*** Source information
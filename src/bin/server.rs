//! MeridianKV single-node server binary

use std::sync::Arc;

use clap::Parser;
use tracing_subscriber::{fmt, EnvFilter};

use meridiankv::network::{KvService, Server};
use meridiankv::{Config, StateEngine};

/// MeridianKV server (single node)
#[derive(Parser, Debug)]
#[command(name = "meridian-server")]
#[command(about = "Durable key-value store over TCP")]
#[command(version)]
struct Args {
    /// Client port
    #[arg(short, long, default_value = "7401")]
    port: u16,

    /// Data directory
    #[arg(short, long, default_value = "./meridian_data")]
    data_dir: String,

    /// Enable full-text and similarity indexes
    #[arg(long)]
    enable_indexes: bool,

    /// Probability that a debug-armed snapshot write is skipped
    #[arg(long, default_value = "0.5")]
    debug_fail_chance: f64,
}

fn main() {
    init_tracing();
    let args = Args::parse();

    tracing::info!("MeridianKV v{}", meridiankv::VERSION);
    tracing::info!("data directory: {}", args.data_dir);

    let config = Config::builder()
        .data_dir(&args.data_dir)
        .listen_addr(format!("127.0.0.1:{}", args.port))
        .enable_indexes(args.enable_indexes)
        .debug_fail_chance(args.debug_fail_chance)
        .build();

    let engine = match StateEngine::open(config.clone(), 0) {
        Ok(e) => Arc::new(e),
        Err(e) => {
            tracing::error!("failed to open engine: {}", e);
            std::process::exit(1);
        }
    };

    let service = KvService::with_optional_indexes(
        Arc::clone(&engine),
        engine.clone(),
        config.enable_indexes,
    );

    let mut server = match Server::bind(config, Arc::new(service)) {
        Ok(s) => s,
        Err(e) => {
            tracing::error!("failed to bind server: {}", e);
            std::process::exit(1);
        }
    };

    let shutdown = server.shutdown_handle();
    if let Err(e) = ctrlc::set_handler(move || {
        tracing::info!("shutdown signal received");
        shutdown.shutdown();
    }) {
        tracing::warn!("failed to install signal handler: {}", e);
    }

    if let Err(e) = server.run() {
        tracing::error!("server error: {}", e);
        std::process::exit(1);
    }

    // Graceful exit: the accept loop has drained; seal state with a
    // final snapshot.
    if let Err(e) = engine.snapshot_now() {
        tracing::error!("final snapshot failed: {}", e);
        std::process::exit(1);
    }
    tracing::info!("server stopped");
}

fn init_tracing() {
    let filter = EnvFilter::try_from_default_env()
        .unwrap_or_else(|_| EnvFilter::new("info,meridiankv=debug"));

    fmt()
        .with_env_filter(filter)
        .with_target(true)
        .with_thread_ids(true)
        .init();
}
******
=== Task instructions ===
Could you reproduce all the records exactly?

=== Written solution ===
filename src/bin/server.rs
//! MeridianKV single-node server binary

use std::sync::Arc;

use clap::Parser;
use tracing_subscriber::{fmt, EnvFilter};

use meridiankv::network::{KvService, Server};
use meridiankv::{Config, StateEngine};

/// MeridianKV server (single node)
#[derive(Parser, Debug)]
#[command(name = "meridian-server")]
#[command(about = "Durable key-value store over TCP")]
#[command(version)]
struct Args {
    /// Client port
    #[arg(short, long, default_value = "7401")]
    port: u16,

    /// Data directory
    #[arg(short, long, default_value = "./meridian_data")]
    data_dir: String,

    /// Enable full-text and similarity indexes
    #[arg(long)]
    enable_indexes: bool,

    /// Probability that a debug-armed snapshot write is skipped
    #[arg(long, default_value = "0.5")]
    debug_fail_chance: f64,
}

fn main() {
    init_tracing();
    let args = Args::parse();

    tracing::info!("MeridianKV v{}", meridiankv::VERSION);
    tracing::info!("data directory: {}", args.data_dir);

    let config = Config::builder()
        .data_dir(&args.data_dir)
        .listen_addr(format!("127.0.0.1:{}", args.port))
        .enable_indexes(args.enable_indexes)
        .debug_fail_chance(args.debug_fail_chance)
        .build();

    let engine = match StateEngine::open(config.clone(), 0) {
        Ok(e) => Arc::new(e),
        Err(e) => {
            tracing::error!("failed to open engine: {}", e);
            std::process::exit(1);
        }
    };

    let service = KvService::with_optional_indexes(
        Arc::clone(&engine),
        engine.clone(),
        config.enable_indexes,
    );

    let mut server = match Server::bind(config, Arc::new(service)) {
        Ok(s) => s,
        Err(e) => {
            tracing::error!("failed to bind server: {}", e);
            std::process::exit(1);
        }
    };

    let shutdown = server.shutdown_handle();
    if let Err(e) = ctrlc::set_handler(move || {
        tracing::info!("shutdown signal received");
        shutdown.shutdown();
    }) {
        tracing::warn!("failed to install signal handler: {}", e);
    }

    if let Err(e) = server.run() {
        tracing::error!("server error: {}", e);
        std::process::exit(1);
    }

    // Graceful exit: the accept loop has drained; seal state with a
    // final snapshot.
    if let Err(e) = engine.snapshot_now() {
        tracing::error!("final snapshot failed: {}", e);
        std::process::exit(1);
    }
    tracing::info!("server stopped");
}

fn init_tracing() {
    let filter = EnvFilter::try_from_default_env()
        .unwrap_or_else(|_| EnvFilter::new("info,meridiankv=debug"));

    fmt()
        .with_env_filter(filter)
        .with_target(true)
        .with_thread_ids(true)
        .init();
}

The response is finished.